* Exercise prompt: From the data below, please reproduce exactly everything from the line that contains "channel if needed." down to the line that contains "let [n, c, h, w]", with both ends included.

-------

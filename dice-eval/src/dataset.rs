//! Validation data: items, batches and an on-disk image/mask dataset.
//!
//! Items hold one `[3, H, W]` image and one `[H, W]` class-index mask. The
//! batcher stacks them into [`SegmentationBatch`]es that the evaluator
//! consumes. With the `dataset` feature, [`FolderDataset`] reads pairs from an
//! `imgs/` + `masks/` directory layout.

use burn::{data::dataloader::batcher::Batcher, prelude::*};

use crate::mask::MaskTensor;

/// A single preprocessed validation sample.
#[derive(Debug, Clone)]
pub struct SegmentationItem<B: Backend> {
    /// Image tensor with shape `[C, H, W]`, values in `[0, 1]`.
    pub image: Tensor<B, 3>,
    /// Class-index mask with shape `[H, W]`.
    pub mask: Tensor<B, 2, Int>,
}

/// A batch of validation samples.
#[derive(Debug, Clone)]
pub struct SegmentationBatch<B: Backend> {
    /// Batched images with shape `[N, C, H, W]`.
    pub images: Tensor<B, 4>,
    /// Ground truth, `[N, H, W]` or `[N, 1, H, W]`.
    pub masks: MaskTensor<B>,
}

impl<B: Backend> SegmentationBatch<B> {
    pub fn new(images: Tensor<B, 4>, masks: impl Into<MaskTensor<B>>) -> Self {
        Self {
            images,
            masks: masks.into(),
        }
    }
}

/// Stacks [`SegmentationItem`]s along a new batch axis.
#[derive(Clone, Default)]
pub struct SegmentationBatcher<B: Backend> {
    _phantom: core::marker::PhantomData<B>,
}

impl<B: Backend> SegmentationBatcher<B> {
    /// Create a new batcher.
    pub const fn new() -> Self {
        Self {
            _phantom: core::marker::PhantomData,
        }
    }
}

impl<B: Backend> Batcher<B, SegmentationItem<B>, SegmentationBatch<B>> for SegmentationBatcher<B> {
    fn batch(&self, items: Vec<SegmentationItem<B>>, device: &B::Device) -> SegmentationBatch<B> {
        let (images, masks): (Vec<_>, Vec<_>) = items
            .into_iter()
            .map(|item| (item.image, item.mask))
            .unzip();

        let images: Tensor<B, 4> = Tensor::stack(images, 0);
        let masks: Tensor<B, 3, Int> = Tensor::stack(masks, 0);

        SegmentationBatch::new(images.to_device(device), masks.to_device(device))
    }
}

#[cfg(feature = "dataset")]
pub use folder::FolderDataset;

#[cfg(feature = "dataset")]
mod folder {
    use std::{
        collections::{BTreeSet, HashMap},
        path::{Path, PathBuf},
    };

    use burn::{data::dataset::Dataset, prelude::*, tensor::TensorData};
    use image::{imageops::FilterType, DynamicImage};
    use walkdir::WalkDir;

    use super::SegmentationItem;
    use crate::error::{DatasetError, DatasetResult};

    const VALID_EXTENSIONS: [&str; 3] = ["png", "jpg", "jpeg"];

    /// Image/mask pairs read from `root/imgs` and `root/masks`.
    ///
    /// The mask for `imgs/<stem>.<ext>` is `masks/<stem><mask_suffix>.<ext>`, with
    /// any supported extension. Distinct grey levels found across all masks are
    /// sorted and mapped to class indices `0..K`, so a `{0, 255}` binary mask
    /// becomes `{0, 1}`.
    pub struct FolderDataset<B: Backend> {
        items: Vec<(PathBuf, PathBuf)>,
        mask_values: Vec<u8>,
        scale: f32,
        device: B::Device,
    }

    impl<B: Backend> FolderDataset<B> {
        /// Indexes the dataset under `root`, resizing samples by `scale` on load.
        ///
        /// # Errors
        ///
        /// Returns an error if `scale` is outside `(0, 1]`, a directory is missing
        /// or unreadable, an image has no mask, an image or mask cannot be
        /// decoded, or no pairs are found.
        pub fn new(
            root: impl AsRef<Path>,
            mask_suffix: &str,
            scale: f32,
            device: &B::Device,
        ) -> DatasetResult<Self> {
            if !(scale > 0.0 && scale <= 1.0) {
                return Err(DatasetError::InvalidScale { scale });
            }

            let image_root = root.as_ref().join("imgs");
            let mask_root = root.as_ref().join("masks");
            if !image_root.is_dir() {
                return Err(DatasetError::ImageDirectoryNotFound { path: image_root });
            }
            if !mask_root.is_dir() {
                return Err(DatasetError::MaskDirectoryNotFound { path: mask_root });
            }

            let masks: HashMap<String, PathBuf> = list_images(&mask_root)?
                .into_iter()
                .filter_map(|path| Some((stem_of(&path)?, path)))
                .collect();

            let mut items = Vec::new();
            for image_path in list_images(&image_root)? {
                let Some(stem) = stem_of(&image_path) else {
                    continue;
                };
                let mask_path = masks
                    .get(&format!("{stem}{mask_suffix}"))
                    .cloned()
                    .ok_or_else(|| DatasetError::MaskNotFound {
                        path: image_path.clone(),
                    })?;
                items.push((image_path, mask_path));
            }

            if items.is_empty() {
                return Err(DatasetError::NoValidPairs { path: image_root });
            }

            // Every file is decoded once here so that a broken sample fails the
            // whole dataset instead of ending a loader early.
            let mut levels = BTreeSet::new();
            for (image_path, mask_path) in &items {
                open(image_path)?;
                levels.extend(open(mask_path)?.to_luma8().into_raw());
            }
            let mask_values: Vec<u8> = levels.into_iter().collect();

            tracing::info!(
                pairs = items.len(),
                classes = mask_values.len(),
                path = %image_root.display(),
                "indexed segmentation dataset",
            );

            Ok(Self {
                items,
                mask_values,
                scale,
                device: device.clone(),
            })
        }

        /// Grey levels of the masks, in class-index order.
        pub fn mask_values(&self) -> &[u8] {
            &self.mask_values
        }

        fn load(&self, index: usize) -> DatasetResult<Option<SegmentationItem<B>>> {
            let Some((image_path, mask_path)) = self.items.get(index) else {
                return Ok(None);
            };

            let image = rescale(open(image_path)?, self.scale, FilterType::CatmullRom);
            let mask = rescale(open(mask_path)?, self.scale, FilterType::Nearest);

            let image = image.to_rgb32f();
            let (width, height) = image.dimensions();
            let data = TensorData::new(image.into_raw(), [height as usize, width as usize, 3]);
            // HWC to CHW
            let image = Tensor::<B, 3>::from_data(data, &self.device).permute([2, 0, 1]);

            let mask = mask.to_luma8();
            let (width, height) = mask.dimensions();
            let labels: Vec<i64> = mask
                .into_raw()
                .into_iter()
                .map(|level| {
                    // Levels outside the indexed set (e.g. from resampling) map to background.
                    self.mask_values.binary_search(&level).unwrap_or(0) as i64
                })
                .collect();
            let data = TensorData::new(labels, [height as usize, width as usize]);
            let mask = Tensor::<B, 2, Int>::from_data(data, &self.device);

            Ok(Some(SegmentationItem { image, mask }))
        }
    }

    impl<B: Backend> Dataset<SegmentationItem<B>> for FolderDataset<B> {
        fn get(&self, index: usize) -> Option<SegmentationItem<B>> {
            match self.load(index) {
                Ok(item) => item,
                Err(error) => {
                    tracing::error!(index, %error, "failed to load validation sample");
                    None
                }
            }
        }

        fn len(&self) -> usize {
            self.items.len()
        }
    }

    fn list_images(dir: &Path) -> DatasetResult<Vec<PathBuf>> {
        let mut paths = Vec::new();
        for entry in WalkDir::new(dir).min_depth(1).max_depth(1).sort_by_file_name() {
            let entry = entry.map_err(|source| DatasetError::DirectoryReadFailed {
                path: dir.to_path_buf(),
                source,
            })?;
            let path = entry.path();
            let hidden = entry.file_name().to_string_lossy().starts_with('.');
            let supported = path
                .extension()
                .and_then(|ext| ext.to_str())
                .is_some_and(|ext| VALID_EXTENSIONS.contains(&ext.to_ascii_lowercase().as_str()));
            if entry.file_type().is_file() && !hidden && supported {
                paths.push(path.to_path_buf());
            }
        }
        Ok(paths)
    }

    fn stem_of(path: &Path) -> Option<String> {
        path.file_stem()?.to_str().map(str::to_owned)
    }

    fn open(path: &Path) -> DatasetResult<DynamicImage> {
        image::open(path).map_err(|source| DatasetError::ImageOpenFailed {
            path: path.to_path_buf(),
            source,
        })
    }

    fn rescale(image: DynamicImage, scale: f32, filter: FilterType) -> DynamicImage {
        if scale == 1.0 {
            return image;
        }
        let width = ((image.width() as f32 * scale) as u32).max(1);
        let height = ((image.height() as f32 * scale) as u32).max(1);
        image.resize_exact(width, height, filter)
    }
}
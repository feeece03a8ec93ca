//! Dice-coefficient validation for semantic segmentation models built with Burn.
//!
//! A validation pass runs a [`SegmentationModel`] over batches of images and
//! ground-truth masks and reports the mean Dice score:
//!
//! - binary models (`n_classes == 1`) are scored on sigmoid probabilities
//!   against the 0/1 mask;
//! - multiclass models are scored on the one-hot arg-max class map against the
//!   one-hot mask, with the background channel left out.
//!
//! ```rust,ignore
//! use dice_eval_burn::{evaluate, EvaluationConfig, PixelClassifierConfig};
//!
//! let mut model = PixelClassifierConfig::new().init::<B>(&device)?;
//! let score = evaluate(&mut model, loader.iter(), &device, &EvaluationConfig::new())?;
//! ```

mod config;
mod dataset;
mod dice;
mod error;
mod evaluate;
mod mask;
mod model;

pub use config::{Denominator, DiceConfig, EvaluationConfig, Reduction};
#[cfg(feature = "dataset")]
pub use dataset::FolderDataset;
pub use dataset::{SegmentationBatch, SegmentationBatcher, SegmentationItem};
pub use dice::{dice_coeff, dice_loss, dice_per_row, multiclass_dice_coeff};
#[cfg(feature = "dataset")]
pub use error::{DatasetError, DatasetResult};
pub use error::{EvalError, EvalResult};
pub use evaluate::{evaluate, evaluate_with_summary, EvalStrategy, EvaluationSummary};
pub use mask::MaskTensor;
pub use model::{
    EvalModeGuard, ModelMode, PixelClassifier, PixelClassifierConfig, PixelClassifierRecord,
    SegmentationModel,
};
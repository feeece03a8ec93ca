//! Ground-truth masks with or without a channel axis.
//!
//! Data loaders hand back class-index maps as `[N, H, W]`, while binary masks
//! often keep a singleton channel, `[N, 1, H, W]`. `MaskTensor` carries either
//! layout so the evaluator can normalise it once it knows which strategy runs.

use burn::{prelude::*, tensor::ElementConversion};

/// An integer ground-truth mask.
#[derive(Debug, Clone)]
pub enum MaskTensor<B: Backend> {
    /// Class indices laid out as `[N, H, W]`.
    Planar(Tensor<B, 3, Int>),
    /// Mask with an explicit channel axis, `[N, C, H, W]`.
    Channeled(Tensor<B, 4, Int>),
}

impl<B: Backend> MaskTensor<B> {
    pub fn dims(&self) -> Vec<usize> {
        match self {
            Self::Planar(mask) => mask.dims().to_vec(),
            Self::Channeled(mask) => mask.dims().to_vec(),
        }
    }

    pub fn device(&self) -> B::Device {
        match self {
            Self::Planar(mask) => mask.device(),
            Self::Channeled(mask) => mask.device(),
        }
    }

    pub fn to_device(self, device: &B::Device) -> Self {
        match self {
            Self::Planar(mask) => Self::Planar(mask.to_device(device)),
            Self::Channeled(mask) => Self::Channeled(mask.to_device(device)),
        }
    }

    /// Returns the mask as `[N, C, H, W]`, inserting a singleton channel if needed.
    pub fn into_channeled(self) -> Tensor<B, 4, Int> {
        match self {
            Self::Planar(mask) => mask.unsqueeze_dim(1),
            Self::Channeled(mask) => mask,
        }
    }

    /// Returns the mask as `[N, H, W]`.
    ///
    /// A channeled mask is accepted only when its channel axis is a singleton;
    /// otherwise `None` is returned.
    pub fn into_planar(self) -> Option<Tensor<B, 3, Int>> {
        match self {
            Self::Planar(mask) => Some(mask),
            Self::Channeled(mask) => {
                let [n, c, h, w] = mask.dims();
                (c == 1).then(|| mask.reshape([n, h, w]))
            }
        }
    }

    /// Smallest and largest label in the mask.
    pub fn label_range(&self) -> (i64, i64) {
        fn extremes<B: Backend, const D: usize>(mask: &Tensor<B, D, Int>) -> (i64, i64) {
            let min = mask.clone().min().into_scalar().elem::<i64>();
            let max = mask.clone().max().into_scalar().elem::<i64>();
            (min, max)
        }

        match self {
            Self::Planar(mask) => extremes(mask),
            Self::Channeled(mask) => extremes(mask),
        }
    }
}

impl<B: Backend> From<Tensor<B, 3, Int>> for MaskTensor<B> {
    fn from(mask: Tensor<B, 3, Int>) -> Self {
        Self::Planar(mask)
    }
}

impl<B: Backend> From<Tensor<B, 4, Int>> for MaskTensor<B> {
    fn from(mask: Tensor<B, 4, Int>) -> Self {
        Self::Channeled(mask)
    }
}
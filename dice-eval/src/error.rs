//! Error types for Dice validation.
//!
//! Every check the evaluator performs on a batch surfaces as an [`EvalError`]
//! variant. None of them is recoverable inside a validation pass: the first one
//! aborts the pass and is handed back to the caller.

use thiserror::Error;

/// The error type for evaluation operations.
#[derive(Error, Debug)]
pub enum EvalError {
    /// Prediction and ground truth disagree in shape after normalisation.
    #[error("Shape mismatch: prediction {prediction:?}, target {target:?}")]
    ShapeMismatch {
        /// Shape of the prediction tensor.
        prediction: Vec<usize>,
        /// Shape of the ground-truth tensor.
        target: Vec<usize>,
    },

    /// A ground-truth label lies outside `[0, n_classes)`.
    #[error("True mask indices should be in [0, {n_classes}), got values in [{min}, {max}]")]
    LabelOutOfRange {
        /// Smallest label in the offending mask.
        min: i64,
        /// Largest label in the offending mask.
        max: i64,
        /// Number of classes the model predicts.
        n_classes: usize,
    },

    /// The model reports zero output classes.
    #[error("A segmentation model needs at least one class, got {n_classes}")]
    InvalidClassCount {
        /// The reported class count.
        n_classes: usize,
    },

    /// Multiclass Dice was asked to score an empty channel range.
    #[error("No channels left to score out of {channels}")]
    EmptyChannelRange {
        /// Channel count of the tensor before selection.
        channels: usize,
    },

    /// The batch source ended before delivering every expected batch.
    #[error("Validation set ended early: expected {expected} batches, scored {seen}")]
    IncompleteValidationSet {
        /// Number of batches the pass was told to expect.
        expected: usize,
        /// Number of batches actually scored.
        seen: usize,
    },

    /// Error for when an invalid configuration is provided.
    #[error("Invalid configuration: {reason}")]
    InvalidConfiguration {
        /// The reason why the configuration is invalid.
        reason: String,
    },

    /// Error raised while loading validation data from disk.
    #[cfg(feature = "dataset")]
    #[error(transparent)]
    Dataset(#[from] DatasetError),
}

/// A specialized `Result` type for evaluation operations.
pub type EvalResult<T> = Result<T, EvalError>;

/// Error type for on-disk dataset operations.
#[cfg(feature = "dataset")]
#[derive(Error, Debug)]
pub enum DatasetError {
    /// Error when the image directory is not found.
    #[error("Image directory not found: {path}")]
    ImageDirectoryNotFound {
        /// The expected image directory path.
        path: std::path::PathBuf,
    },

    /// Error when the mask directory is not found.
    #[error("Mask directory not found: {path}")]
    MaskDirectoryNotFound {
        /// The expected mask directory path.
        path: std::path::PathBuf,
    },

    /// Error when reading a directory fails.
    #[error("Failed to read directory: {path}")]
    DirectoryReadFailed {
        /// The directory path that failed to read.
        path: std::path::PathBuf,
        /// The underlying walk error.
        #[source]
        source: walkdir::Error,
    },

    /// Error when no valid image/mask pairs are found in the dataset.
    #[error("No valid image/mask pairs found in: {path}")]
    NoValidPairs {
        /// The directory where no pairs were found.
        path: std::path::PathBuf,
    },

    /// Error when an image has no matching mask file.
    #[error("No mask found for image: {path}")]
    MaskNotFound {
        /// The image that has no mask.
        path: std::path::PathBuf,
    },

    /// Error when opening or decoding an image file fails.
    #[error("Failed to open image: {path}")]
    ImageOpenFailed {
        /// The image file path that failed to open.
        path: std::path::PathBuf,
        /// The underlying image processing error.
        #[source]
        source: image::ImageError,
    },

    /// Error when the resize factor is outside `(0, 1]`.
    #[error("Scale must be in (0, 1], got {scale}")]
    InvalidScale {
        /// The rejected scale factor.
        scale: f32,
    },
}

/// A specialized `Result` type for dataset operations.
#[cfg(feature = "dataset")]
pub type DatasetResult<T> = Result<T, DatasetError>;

-------

* Written response:
    /// Returns the mask as `[N, C, H, W]`, inserting a singleton channel if needed.
    pub fn into_channeled(self) -> Tensor<B, 4, Int> {
        match self {
            Self::Planar(mask) => mask.unsqueeze_dim(1),
            Self::Channeled(mask) => mask,
        }
    }

    /// Returns the mask as `[N, H, W]`.
    ///
    /// A channeled mask is accepted only when its channel axis is a singleton;
    /// otherwise `None` is returned.
    pub fn into_planar(self) -> Option<Tensor<B, 3, Int>> {
        match self {
            Self::Planar(mask) => Some(mask),
            Self::Channeled(mask) => {
                let [n, c, h, w] = mask.dims();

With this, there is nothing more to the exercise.